Tragischer Polizeieinsatz in Kempten endet mit Suizid eines Bewaffneten
Nico KellerMann stirbt nach Razzia mit Spezialeinheiten - Tragischer Polizeieinsatz in Kempten endet mit Suizid eines Bewaffneten
Ein 63-jähriger Mann ist in Kempten nach einem stundenlangen Einsatz mit der Polizei ums Leben gekommen. Der Vorfall begann, als Beamte versuchten, seine Wohnung in einer Obdachlosenunterkunft wegen eines Schädlingsbefalls zu räumen. Bewaffnet mit einer illegalen Schusswaffe, verbarrikadierte sich der Mann in der Wohnung, bevor Spezialeinsatzkräfte eingriffen.
Die Konfrontation eskalierte, nachdem die Behörden den Mann aufgefordert hatten, innerhalb der Unterkunft umzuziehen. Als die Spezialeinheiten eintrafen, forderten sie ihn zur Aufgabe auf. Daraufhin feuerte er einen Schuss in Richtung Tür ab.
Die Beamten drangen schließlich in die Wohnung ein, wo sie den Mann mit einer tödlichen Schussverletzung am Kopf vorfanden. Eine spätere Obduktion bestätigte, dass er sich selbst das Leben genommen hatte.
Der Einsatz führte zu erheblichen Behinderungen und zwang zur vorübergehenden Sperrung einer nahegelegenen Bundesstraße für mehrere Stunden. Die Kriminalpolizei ermittelt nun, wie der Mann an die illegale Waffe gelangt ist.

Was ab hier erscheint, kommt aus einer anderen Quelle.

//! Energy Profiler - Wraps an async operation with duration and energy capture
//!
//! Energy comes from an optional `EnergyCounter`: RAPL when the host exposes
//! it, a CPU-utilisation estimate otherwise. Without either, or when a
//! reading fails, the measurement carries zero joules tagged `NoBackend`
//! and the operation still runs.

use crate::error::Result;
use crate::profiler::counter::{EnergyCounter, EnergySnapshot, RaplCounter};
use crate::profiler::estimate::{CpuEstimateCounter, ProcessSample, ProcessSampler};
use crate::profiler::measurement::{AggregateEnergyMeasurement, EnergyMeasurement, EnergySource};
use std::future::Future;
use std::sync::Arc;
use std::time::Instant;
use tracing::{debug, info, warn};

pub struct EnergyProfiler {
    counter: Option<Arc<dyn EnergyCounter>>,
    sampler: Option<Arc<ProcessSampler>>,
}

impl EnergyProfiler {
    /// Profiler backed by whatever counter the host exposes
    pub fn new() -> Self {
        let profiler = if let Some(counter) = RaplCounter::detect() {
            Self::with_counter(Arc::new(counter))
        } else if let Some(counter) = CpuEstimateCounter::detect() {
            Self::with_counter(Arc::new(counter))
        } else {
            info!("Energy profiling: no energy counter available, reporting durations only");
            Self::without_counter()
        };
        profiler.with_process_sampling()
    }

    pub fn with_counter(counter: Arc<dyn EnergyCounter>) -> Self {
        Self {
            counter: Some(counter),
            sampler: None,
        }
    }

    pub fn without_counter() -> Self {
        Self {
            counter: None,
            sampler: None,
        }
    }

    /// Also record CPU utilisation and memory growth of each run
    pub fn with_process_sampling(mut self) -> Self {
        self.sampler = ProcessSampler::current().map(Arc::new);
        self
    }

    pub fn backend_name(&self) -> Option<&'static str> {
        self.counter.as_ref().map(|c| c.name())
    }

    /// Await `operation` once and measure what it consumed
    pub async fn profile<F, Fut, T>(&self, operation: F) -> (T, EnergyMeasurement)
    where
        F: FnOnce() -> Fut,
        Fut: Future<Output = T>,
    {
        let usage_before = self.sample_process();
        let before = self.read_counter();
        let started = Instant::now();

        let result = operation().await;

        let duration_ms = started.elapsed().as_secs_f64() * 1000.0;
        let after = before.as_ref().and_then(|_| self.read_counter());
        let usage_after = usage_before.and_then(|_| self.sample_process());

        let mut measurement = match (before, after, self.counter.as_ref()) {
            (Some(before), Some(after), Some(counter)) => {
                let backend = counter.name().to_string();
                let source = if counter.is_estimate() {
                    EnergySource::Estimated { backend }
                } else {
                    EnergySource::Hardware { backend }
                };
                EnergyMeasurement::new(after.joules_since(&before), duration_ms, source)
            }
            _ => EnergyMeasurement::new(0.0, duration_ms, EnergySource::NoBackend),
        };
        if let (Some(before), Some(after)) = (usage_before, usage_after) {
            measurement = measurement.with_process_usage(after.cpu_percent, after.memory_mb - before.memory_mb);
        }

        debug!("Profiled operation: {}", measurement);
        (result, measurement)
    }

    /// One untimed warm-up call, then `iterations` sequential trials.
    ///
    /// Returns the first trial's value. Zero iterations runs one trial. The
    /// first failing call, warm-up included, ends the run with its error.
    pub async fn profile_with_uncertainty<F, Fut, T>(
        &self,
        mut operation: F,
        iterations: usize,
    ) -> Result<(T, AggregateEnergyMeasurement)>
    where
        F: FnMut() -> Fut,
        Fut: Future<Output = Result<T>>,
    {
        let iterations = iterations.max(1);

        // warm-up: page cache, prepared statements, lazy handles
        operation().await?;

        let (first, first_measurement) = self.profile(&mut operation).await;
        let first = first?;
        let mut trials = Vec::with_capacity(iterations);
        trials.push(first_measurement);

        for trial in 2..=iterations {
            let (result, measurement) = self.profile(&mut operation).await;
            if let Err(e) = result {
                warn!("Trial {} of {} failed: {}", trial, iterations, e);
                return Err(e);
            }
            trials.push(measurement);
        }

        let aggregate = AggregateEnergyMeasurement::from_trials(&trials);
        if aggregate.measured_iterations < iterations {
            warn!(
                "Energy counter answered for {} of {} trials",
                aggregate.measured_iterations, iterations
            );
        }
        info!("Profiled {} trials: {}", iterations, aggregate);
        Ok((first, aggregate))
    }

    fn read_counter(&self) -> Option<EnergySnapshot> {
        let counter = self.counter.as_ref()?;
        match counter.snapshot() {
            Ok(snapshot) => Some(snapshot),
            Err(e) => {
                warn!("Energy counter {} unreadable, reporting zero energy: {}", counter.name(), e);
                None
            }
        }
    }

    fn sample_process(&self) -> Option<ProcessSample> {
        let sampler = self.sampler.as_ref()?;
        match sampler.sample() {
            Ok(sample) => Some(sample),
            Err(e) => {
                debug!("Process sample failed: {}", e);
                None
            }
        }
    }
}

impl Default for EnergyProfiler {
    fn default() -> Self {
        Self::new()
    }
}
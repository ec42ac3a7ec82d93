//! Selection Rules - Ordered decision table for variant selection
//!
//! Rules are evaluated top to bottom and the first one whose predicate holds
//! decides. The last rule always matches.

use crate::compiler::ExecutionStrategy;
use crate::selector::urgency::Urgency;

/// Scalars the predicates look at
#[derive(Debug, Clone, Copy, PartialEq)]
pub struct RuleInput {
    pub urgency: Urgency,
    pub carbon_gco2_per_kwh: f64,
    pub high_carbon_threshold: f64,
}

#[derive(Debug, Clone, Copy, PartialEq, Eq)]
pub enum RuleAction {
    /// Run now with a fixed strategy
    Run {
        strategy: ExecutionStrategy,
        reason: &'static str,
    },

    /// Consult the forecast and possibly defer
    ConsiderDeferral,
}

#[derive(Clone, Copy)]
pub struct SelectionRule {
    pub name: &'static str,
    pub applies: fn(&RuleInput) -> bool,
    pub action: RuleAction,
}

impl SelectionRule {
    pub fn matches(&self, input: &RuleInput) -> bool {
        (self.applies)(input)
    }
}

pub const CRITICAL_SLA: &str = "critical-sla";
pub const HIGH_URGENCY: &str = "high-urgency";
pub const CARBON_DEFERRAL: &str = "carbon-deferral";
pub const DEFAULT: &str = "default";

pub static SELECTION_RULES: [SelectionRule; 4] = [
    SelectionRule {
        name: CRITICAL_SLA,
        applies: |input| input.urgency == Urgency::Critical,
        action: RuleAction::Run {
            strategy: ExecutionStrategy::Fast,
            reason: "Critical urgency: SLA requires minimum latency.",
        },
    },
    SelectionRule {
        name: HIGH_URGENCY,
        applies: |input| input.urgency.rank() >= 4,
        action: RuleAction::Run {
            strategy: ExecutionStrategy::Balanced,
            reason: "High urgency: urgency prioritizes completion over efficiency.",
        },
    },
    SelectionRule {
        name: CARBON_DEFERRAL,
        applies: |input| {
            input.urgency.rank() < 3 && input.carbon_gco2_per_kwh > input.high_carbon_threshold
        },
        action: RuleAction::ConsiderDeferral,
    },
    SelectionRule {
        name: DEFAULT,
        applies: |_| true,
        action: RuleAction::Run {
            strategy: ExecutionStrategy::Balanced,
            reason: "Moderate carbon/urgency, default.",
        },
    },
];

/// First rule whose predicate holds
pub fn first_match(input: &RuleInput) -> &'static SelectionRule {
    SELECTION_RULES
        .iter()
        .find(|rule| rule.matches(input))
        .unwrap_or(&SELECTION_RULES[SELECTION_RULES.len() - 1])
}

Die Auseinandersetzung endete mit dem Tod des Mannes, den die Behörden als Suizid bestätigten. Die Polizei hat bisher keine weiteren Details zur Herkunft der Schusswaffe bekannt gegeben. Die Unterkunft bleibt in Betrieb, doch der Vorfall wirft Fragen zu den Sicherheitsvorkehrungen in solchen Einrichtungen auf.